Question

If x=√6+√5 .then find x²+ 1/x² -2.​

Answer 1

Answer:

1.2 is the answer

Step-by-step explanation:

x=root 6 +root 5--------1

put x =1 equation

x^2+1/x^2-2

(6+5)+1/(6+5)-2

11+1/11-2

12/10

1.2

Answer 2

$\begin{gathered}\begin{gathered}\bf \: Given - \begin{cases} &\sf{x = \sqrt{6} + \sqrt{5} } \end{cases}\end{gathered}\end{gathered}$

$\begin{gathered}\begin{gathered}\bf \: To\:find - \begin{cases} &\sf{ {x}^{2} + \dfrac{1}{ {x}^{2} } - 2 }  \end{cases}\end{gathered}\end{gathered}$

Concept Used :-

Method of Rationalization :-

• Rationalization is the process of eliminating a radical or imaginary number from the denominator or numerator of an algebraic fraction.
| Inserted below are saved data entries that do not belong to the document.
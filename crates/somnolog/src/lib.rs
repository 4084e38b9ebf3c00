//! Therapy compliance log scanning.
//!
//! Recorders upload usage history as one quoted string of base64 tokens,
//! one 16-byte record per token. This crate splits such payloads, decodes
//! them into export rows, and runs the stream defect scan that validates
//! an upload: duplicates, erased slots, corrupted tokens, nil endpoints,
//! skipped-reading gaps, and off-the-hour restarts.
//!
//! Record decoding itself lives in the `somnolog-wire` crate.

pub mod payload; // token splitting, no internal deps
pub mod detect;
pub mod report;
pub mod cli;

pub use detect::{analyze, AnalyzeResult, ErrorDetector, ErrorKind, ScanOutcome};
pub use payload::{split_tokens, token_count};
pub use report::{decode_rows, Layout, RecordRow};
That is, remove the radicals in a fraction so that the denominator or numerator only contains a rational number.

• The denominator of the above fraction has a binomial radical i.e., is the sum of two terms, one of which is an irrational number.
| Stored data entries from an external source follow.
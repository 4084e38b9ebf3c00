//! Transport base64 codec.
//!
//! The recorder ships every 16-byte record as a standard-alphabet base64
//! string with `=` padding. Decoding fails closed: a length that is not a
//! multiple of four, or any character outside the alphabet (including a
//! misplaced pad), is an error rather than silence. Corrupted transport
//! strings must surface as decode failures, not as plausible bytes.

use thiserror::Error;

/// Standard base64 alphabet.
pub const ALPHABET: &[u8; 64] =
    b"ABCDEFGHIJKLMNOPQRSTUVWXYZabcdefghijklmnopqrstuvwxyz0123456789+/";

/// Reverse lookup table; -1 marks bytes outside the alphabet.
static SEXTETS: [i8; 256] = {
    let mut table = [-1i8; 256];
    let mut i = 0;
    while i < ALPHABET.len() {
        table[ALPHABET[i] as usize] = i as i8;
        i += 1;
    }
    table
};

/// Error type for transport base64 decoding.
#[derive(Debug, Error, Clone, Copy, PartialEq, Eq)]
pub enum Base64Error {
    /// Input length is not a multiple of four characters.
    #[error("base64 length must be a multiple of 4")]
    InvalidLength,
    /// A character outside the standard alphabet, or a pad character
    /// anywhere but the final one or two positions.
    #[error("invalid base64 symbol")]
    InvalidSymbol,
}

#[inline]
fn sextet(byte: u8) -> Result<u8, Base64Error> {
    let value = SEXTETS[byte as usize];
    if value < 0 {
        Err(Base64Error::InvalidSymbol)
    } else {
        Ok(value as u8)
    }
}

/// Decodes a standard base64 string to raw bytes.
///
/// Decoding walks the input in four-character groups; the last group may
/// carry one or two `=` pads, producing two or one output bytes.
///
/// # Example
///
/// ```
/// use somnolog_wire::base64::from_base64;
///
/// assert_eq!(from_base64("aGVsbG8=").unwrap(), b"hello");
/// assert_eq!(from_base64("").unwrap(), b"");
/// assert!(from_base64("aGVsbG8").is_err());
/// ```
pub fn from_base64(encoded: &str) -> Result<Vec<u8>, Base64Error> {
    if encoded.is_empty() {
        return Ok(Vec::new());
    }

    let bytes = encoded.as_bytes();
    if bytes.len() % 4 != 0 {
        return Err(Base64Error::InvalidLength);
    }

    let mut padding = 0usize;
    if bytes[bytes.len() - 1] == b'=' {
        padding += 1;
        if bytes[bytes.len() - 2] == b'=' {
            padding += 1;
        }
    }

    // The final quartet is handled separately when padded.
    let main = bytes.len() - if padding > 0 { 4 } else { 0 };
    let mut out = Vec::with_capacity(bytes.len() / 4 * 3 - padding);

    let mut i = 0;
    while i < main {
        let s0 = sextet(bytes[i])?;
        let s1 = sextet(bytes[i + 1])?;
        let s2 = sextet(bytes[i + 2])?;
        let s3 = sextet(bytes[i + 3])?;
        out.push(s0 << 2 | s1 >> 4);
        out.push(s1 << 4 | s2 >> 2);
        out.push(s2 << 6 | s3);
        i += 4;
    }

    if padding == 1 {
        let s0 = sextet(bytes[main])?;
        let s1 = sextet(bytes[main + 1])?;
        let s2 = sextet(bytes[main + 2])?;
        out.push(s0 << 2 | s1 >> 4);
        out.push(s1 << 4 | s2 >> 2);
    } else if padding == 2 {
        let s0 = sextet(bytes[main])?;
        let s1 = sextet(bytes[main + 1])?;
        out.push(s0 << 2 | s1 >> 4);
    }

    Ok(out)
}

/// Encodes raw bytes to a standard base64 string with padding.
///
/// # Example
///
/// ```
/// use somnolog_wire::base64::to_base64;
///
/// assert_eq!(to_base64(b"hello"), "aGVsbG8=");
/// assert_eq!(to_base64(b""), "");
/// ```
pub fn to_base64(bytes: &[u8]) -> String {
    let mut out = String::with_capacity(bytes.len().div_ceil(3) * 4);

    let mut groups = bytes.chunks_exact(3);
    for group in groups.by_ref() {
        let word = usize::from(group[0]) << 16 | usize::from(group[1]) << 8 | usize::from(group[2]);
        out.push(ALPHABET[word >> 18] as char);
        out.push(ALPHABET[word >> 12 & 0x3F] as char);
        out.push(ALPHABET[word >> 6 & 0x3F] as char);
        out.push(ALPHABET[word & 0x3F] as char);
    }

    match groups.remainder() {
        [b0] => {
            out.push(ALPHABET[usize::from(*b0) >> 2] as char);
            out.push(ALPHABET[(usize::from(*b0) & 0x03) << 4] as char);
            out.push('=');
            out.push('=');
        }
        [b0, b1] => {
            out.push(ALPHABET[usize::from(*b0) >> 2] as char);
            out.push(ALPHABET[(usize::from(*b0) & 0x03) << 4 | usize::from(*b1) >> 4] as char);
            out.push(ALPHABET[(usize::from(*b1) & 0x0F) << 2] as char);
            out.push('=');
        }
        _ => {}
    }

    out
}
• Multiply the numerator and denominator of the fraction with the conjugate of the radical.

$\begin{gathered}\Large{\bold{{\underline{Formula \: Used - }}}} \end{gathered}$

$\boxed{ \bf \: {(x + y)}^{2}+{(x - y)}^{2} = 2( {x}^{2}+{y}^{2})}$

$\large\underline{\bold{Solution-}}$

Given that

$\rm :\longmapsto\:x \: = \: \sqrt{6} + \sqrt{5}$

So,

$\rm :\longmapsto\:\dfrac{1}{x} = \dfrac{1}{ \sqrt{6} + \sqrt{5} }$

• On rationalizing the denominator, we get

$\rm :\longmapsto\:\dfrac{1}{x} = \dfrac{1}{ \sqrt{6} + \sqrt{5} } \times \dfrac{ \sqrt{6} - \sqrt{5} }{ \sqrt{6} - \sqrt{5} }$

$\rm :\longmapsto\:\dfrac{1}{x} = \dfrac{ \sqrt{6} - \sqrt{5} }{ {( \sqrt{6} )}^{2} - {( \sqrt{5}) }^{2} }$

$\rm :\longmapsto\:\dfrac{1}{x} = \dfrac{ \sqrt{6} - \sqrt{5} }{6 - 5}$

$\rm :\longmapsto\:\dfrac{1}{x} = \sqrt{6} - \sqrt{5}$

Now,

• Consider,

$\rm :\longmapsto\: {x}^{2} + \dfrac{1}{ {x}^{2} } - 2$

$\rm :\longmapsto\: {\bigg( \sqrt{6} + \sqrt{5} \bigg) }^{2} + {\bigg( \sqrt{6} - \sqrt{5} \bigg) }^{2} - 2$

$\rm :\longmapsto\:2\bigg( {( \sqrt{6}) }^{2} + {( \sqrt{5}) }^{2} \bigg) - 2$

$\rm :\longmapsto\:2(6 + 5) - 2$

$\rm :\longmapsto\:22 - 2$

$\rm :\longmapsto\:20$

Alternative method

We have to find the value of

$\rm :\longmapsto\: {x}^{2} + \dfrac{1}{ {x}^{2} } - 2$

$\rm :\longmapsto\: {x}^{2} + \dfrac{1}{ {x}^{2} } - 2 \times x \times \dfrac{1}{x}$

$\rm :\longmapsto\: {\bigg(x - \dfrac{1}{x} \bigg) }^{2}$

$\rm :\longmapsto\: {\bigg( \sqrt{6} + \sqrt{5} - \sqrt{6} + \sqrt{5} \bigg) }^{2}$

$\rm :\longmapsto\: {\bigg( 2 \sqrt{5} \bigg) }^{2}$

$\rm :\longmapsto\:4 \times 5$

$\rm :\longmapsto\:20$

Useful Identities :-

$\boxed{ \bf \: {(x + y)}^{2} - {(x - y)}^{2} = 4xy}$

$\boxed{ \bf \: {(x + y)}^{2} = {x}^{2}+{y}^{2} + 2xy}$

$\boxed{ \bf \: {(x - y)}^{2} = {x}^{2}+{y}^{2} - 2xy}$

$\boxed{ \bf \: (x + y)(x - y)= {x}^{2} - {y}^{2} }$